You are correct...that is really nice. This mod works for the 26 RS and 28 RSDS as well.

Randy


----------



## CamperAndy (Aug 26, 2004)

Would work in the 28rss also. Well done.


----------



## Y-Guy (Jan 30, 2004)

Very nice work, looks factory too. Who knows maybe, just maybe, Keystone will implement your idea in the 2007s!


----------



## JohnnyG (Feb 9, 2005)

It looks great. It just got added to my list of projects.


----------



## California Jim (Dec 11, 2003)

Keystone could learn from you guys! Very nice mod indeed


----------



## HootBob (Apr 26, 2004)

Real nice job camp4fun
Just may add that to the list








Don


----------



## 1stTimeAround (Sep 22, 2004)

So....when can we start making appointments!!!









Awesome mod, I would love to do this, will first have to muster up a little confidence!

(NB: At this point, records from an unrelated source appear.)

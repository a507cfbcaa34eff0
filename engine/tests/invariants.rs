//! Invariant tests for cuentas-engine
//!
//! These tests exercise the domain rules end to end through the public API:
//! sign normalization, protection, referential integrity, import semantics,
//! and the derived indexes.

use chrono::NaiveDate;
use cuentas_engine::{
    CreateOp, DeleteOp, EntityData, EntityKind, Entry, EntryFilter, Error, ImportMode, Member,
    MemberPatch, MovementType, Operation, Patch, Reason, SeqIdGen, Store, UpdateOp,
};
use rust_decimal::Decimal;

fn date(y: i32, m: u32, d: u32) -> NaiveDate {
    NaiveDate::from_ymd_opt(y, m, d).unwrap()
}

fn create(store: &mut Store, op_id: &str, entity: EntityData, now: u64) {
    store
        .apply(Operation::Create(CreateOp::new(op_id, entity, now)))
        .unwrap();
}

// ============================================================================
// Sign Normalization
// ============================================================================

#[test]
fn expense_amount_stored_negative() {
    let mut store = Store::new("owner");
    create(
        &mut store,
        "op_m",
        EntityData::Member(Member::new("m_1", "owner", "Beto", false, 1000)),
        1000,
    );
    create(
        &mut store,
        "op_r",
        EntityData::Reason(Reason::new("r_1", "owner", "Renta", false, false, 1000)),
        1000,
    );
    create(
        &mut store,
        "op_e",
        EntityData::Entry(Entry::new(
            "e_1",
            "owner",
            date(2024, 6, 1),
            "m_1",
            "r_1",
            MovementType::Expense,
            Decimal::from(150),
            "renta",
            2000,
        )),
        2000,
    );

    assert_eq!(store.entry("e_1").unwrap().amount, Decimal::from(-150));
}

#[test]
fn sign_restored_on_every_update_path() {
    let mut store = Store::new("owner");
    create(
        &mut store,
        "op_m",
        EntityData::Member(Member::new("m_1", "owner", "Beto", false, 1000)),
        1000,
    );
    create(
        &mut store,
        "op_r",
        EntityData::Reason(Reason::new("r_1", "owner", "Renta", false, false, 1000)),
        1000,
    );
    create(
        &mut store,
        "op_e",
        EntityData::Entry(Entry::new(
            "e_1",
            "owner",
            date(2024, 6, 1),
            "m_1",
            "r_1",
            MovementType::Income,
            Decimal::from(100),
            "sueldo",
            2000,
        )),
        2000,
    );

    // Amount-only update against an income entry.
    store
        .apply(Operation::Update(UpdateOp::new(
            "op_u1",
            "e_1",
            Patch::Entry(cuentas_engine::EntryPatch {
                amount: Some(Decimal::from(-75)),
                ..Default::default()
            }),
            3000,
        )))
        .unwrap();
    assert_eq!(store.entry("e_1").unwrap().amount, Decimal::from(75));

    // Movement-only update flips the sign.
    store
        .apply(Operation::Update(UpdateOp::new(
            "op_u2",
            "e_1",
            Patch::Entry(cuentas_engine::EntryPatch {
                movement: Some(MovementType::Investment),
                ..Default::default()
            }),
            4000,
        )))
        .unwrap();
    assert_eq!(store.entry("e_1").unwrap().amount, Decimal::from(-75));
}

// ============================================================================
// Protection
// ============================================================================

#[test]
fn protected_entity_survives_update_and_delete() {
    let mut store = Store::new("owner");
    create(
        &mut store,
        "op_r",
        EntityData::Reason(Reason::new("r_1", "owner", "Sueldo", false, true, 1000)),
        1000,
    );
    let before = store.reason("r_1").unwrap().clone();

    let update = store.apply(Operation::Update(UpdateOp::new(
        "op_u",
        "r_1",
        Patch::Reason(cuentas_engine::ReasonPatch {
            description: Some("Otro".into()),
            ..Default::default()
        }),
        2000,
    )));
    assert!(matches!(update, Err(Error::Protected { .. })));

    let delete = store.apply(Operation::Delete(DeleteOp::new(
        "op_d",
        EntityKind::Reason,
        "r_1",
        2000,
    )));
    assert!(matches!(delete, Err(Error::Protected { .. })));

    assert_eq!(store.reason("r_1").unwrap(), &before);
}

// ============================================================================
// Referential Integrity
// ============================================================================

#[test]
fn referenced_member_cannot_be_deleted_until_entries_go() {
    let mut store = Store::new("owner");
    create(
        &mut store,
        "op_m",
        EntityData::Member(Member::new("m_1", "owner", "Beto", false, 1000)),
        1000,
    );
    create(
        &mut store,
        "op_r",
        EntityData::Reason(Reason::new("r_1", "owner", "Renta", false, false, 1000)),
        1000,
    );
    create(
        &mut store,
        "op_e",
        EntityData::Entry(Entry::new(
            "e_1",
            "owner",
            date(2024, 6, 1),
            "m_1",
            "r_1",
            MovementType::Expense,
            Decimal::from(10),
            "x",
            2000,
        )),
        2000,
    );

    let blocked = store.apply(Operation::Delete(DeleteOp::new(
        "op_d1",
        EntityKind::Member,
        "m_1",
        3000,
    )));
    assert!(matches!(blocked, Err(Error::ReferencedByEntries { .. })));

    store
        .apply(Operation::Delete(DeleteOp::new(
            "op_d2",
            EntityKind::Entry,
            "e_1",
            4000,
        )))
        .unwrap();
    store
        .apply(Operation::Delete(DeleteOp::new(
            "op_d3",
            EntityKind::Member,
            "m_1",
            5000,
        )))
        .unwrap();

    assert!(store.member("m_1").is_none());
}

// ============================================================================
// Import Semantics
// ============================================================================

#[test]
fn replace_import_preserves_protected_set() {
    let mut store = Store::new("owner");
    let mut ids = SeqIdGen::new("gen");

    // M = 2 protected, 1 disposable.
    store
        .import_reasons_csv(
            "descripcion,isprotected\nSueldo,true\nAhorro,true\nViejo,false\n",
            ImportMode::Add,
            1000,
            &mut ids,
        )
        .unwrap();
    let protected_before: Vec<Reason> = store
        .reasons()
        .filter(|r| r.protected)
        .cloned()
        .collect();

    // N = 3 imported in replace mode.
    let outcome = store
        .import_reasons_csv(
            "descripcion\nRenta\nMercado\nTransporte\n",
            ImportMode::Replace,
            2000,
            &mut ids,
        )
        .unwrap();

    assert_eq!(outcome.created, 3);
    assert_eq!(outcome.removed, 1);
    assert_eq!(store.reasons().count(), 5); // N + M

    for reason in &protected_before {
        let survivor = store.reason(&reason.id).unwrap();
        assert_eq!(survivor, reason);
    }
}

#[test]
fn add_import_dedups_case_insensitively() {
    let mut store = Store::new("owner");
    let mut ids = SeqIdGen::new("gen");

    store
        .import_members_csv("nombre\nANA\n", ImportMode::Add, 1000, &mut ids)
        .unwrap();

    let outcome = store
        .import_members_csv("nombre\nana\n", ImportMode::Add, 2000, &mut ids)
        .unwrap();

    assert_eq!(outcome.created, 0);
    assert_eq!(outcome.skipped, 1);
    assert_eq!(store.members().count(), 1);
}

#[test]
fn failed_import_leaves_no_partial_state() {
    let mut store = Store::new("owner");
    let mut ids = SeqIdGen::new("gen");
    store
        .import_members_csv("nombre\nBeto\n", ImportMode::Add, 1000, &mut ids)
        .unwrap();
    store
        .import_reasons_csv("descripcion\nRenta\n", ImportMode::Add, 1000, &mut ids)
        .unwrap();
    let pending_before = store.pending_count();

    // Second row references a member that does not exist.
    let csv = "fecha,integranteNombre,movimiento,razonDescripcion,descripcion,monto\n\
               01/06/2024,Beto,EXPENSE,Renta,ok,100\n\
               02/06/2024,Fantasma,EXPENSE,Renta,bad,100\n";
    let result = store.import_entries_csv(csv, ImportMode::Add, 2000, &mut ids);

    assert!(matches!(result, Err(Error::ImportParse(_))));
    assert_eq!(store.entries().count(), 0);
    assert_eq!(store.pending_count(), pending_before);
}

// ============================================================================
// End-to-End Scenario
// ============================================================================

#[test]
fn beto_renta_scenario() {
    let mut store = Store::new("owner");

    create(
        &mut store,
        "op_m",
        EntityData::Member(Member::new("m_beto", "owner", "Beto", false, 1000)),
        1000,
    );
    create(
        &mut store,
        "op_r",
        EntityData::Reason(Reason::new("r_renta", "owner", "Renta", false, false, 1100)),
        1100,
    );
    create(
        &mut store,
        "op_e",
        EntityData::Entry(Entry::new(
            "e_1",
            "owner",
            date(2024, 6, 1),
            "m_beto",
            "r_renta",
            MovementType::Expense,
            Decimal::from(200),
            "renta junio",
            1200,
        )),
        1200,
    );

    let entry = store.entry("e_1").unwrap();
    assert_eq!(entry.amount, Decimal::from(-200));

    let dates = store.entry_dates();
    assert!(dates.contains(&date(2024, 6, 1)));

    // The entry is attributed to Beto and browsable through the filter.
    let rows = store.query_entries(&EntryFilter::new().for_member("m_beto"));
    assert_eq!(rows.len(), 1);
    assert_eq!(rows[0].id, "e_1");
}

// ============================================================================
// Uniqueness Across Rename
// ============================================================================

#[test]
fn rename_onto_deleted_name_is_allowed() {
    let mut store = Store::new("owner");
    create(
        &mut store,
        "op_1",
        EntityData::Member(Member::new("m_1", "owner", "Ana", false, 1000)),
        1000,
    );
    create(
        &mut store,
        "op_2",
        EntityData::Member(Member::new("m_2", "owner", "Beto", false, 1000)),
        1000,
    );
    store
        .apply(Operation::Delete(DeleteOp::new(
            "op_3",
            EntityKind::Member,
            "m_1",
            2000,
        )))
        .unwrap();

    // "ANA" only exists as a tombstone now; the rename must pass.
    store
        .apply(Operation::Update(UpdateOp::new(
            "op_4",
            "m_2",
            Patch::Member(MemberPatch {
                name: Some("ana".into()),
                ..Default::default()
            }),
            3000,
        )))
        .unwrap();

    assert_eq!(store.member("m_2").unwrap().name, "ANA");
}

Thanks for the pics and descriptions, for a novice 'modder' (not mother!







) the carpentry aspect of this might be hard for me. The pics really help.

Great job!!

What size are those buckets you have in the storage areas?

Jason


----------



## rdowns (Oct 20, 2004)

What a great projest- looks really nice.


----------



## camp4fun (Apr 2, 2005)

1stTimeAround said:


> So....when can we start making appointments!!!
> 
> 
> 
> ...


The storge bins are Sterilite 58 quart, purchased at Walmart, just under $3 each. The bin fit like a glove in the area by the water heater, slides out like a drawer!
I have to finish my mod list before taking appointments


----------



## vdub (Jun 19, 2004)

Super idea! And well done!


----------



## NDJollyMon (Aug 22, 2003)

Sweet!


----------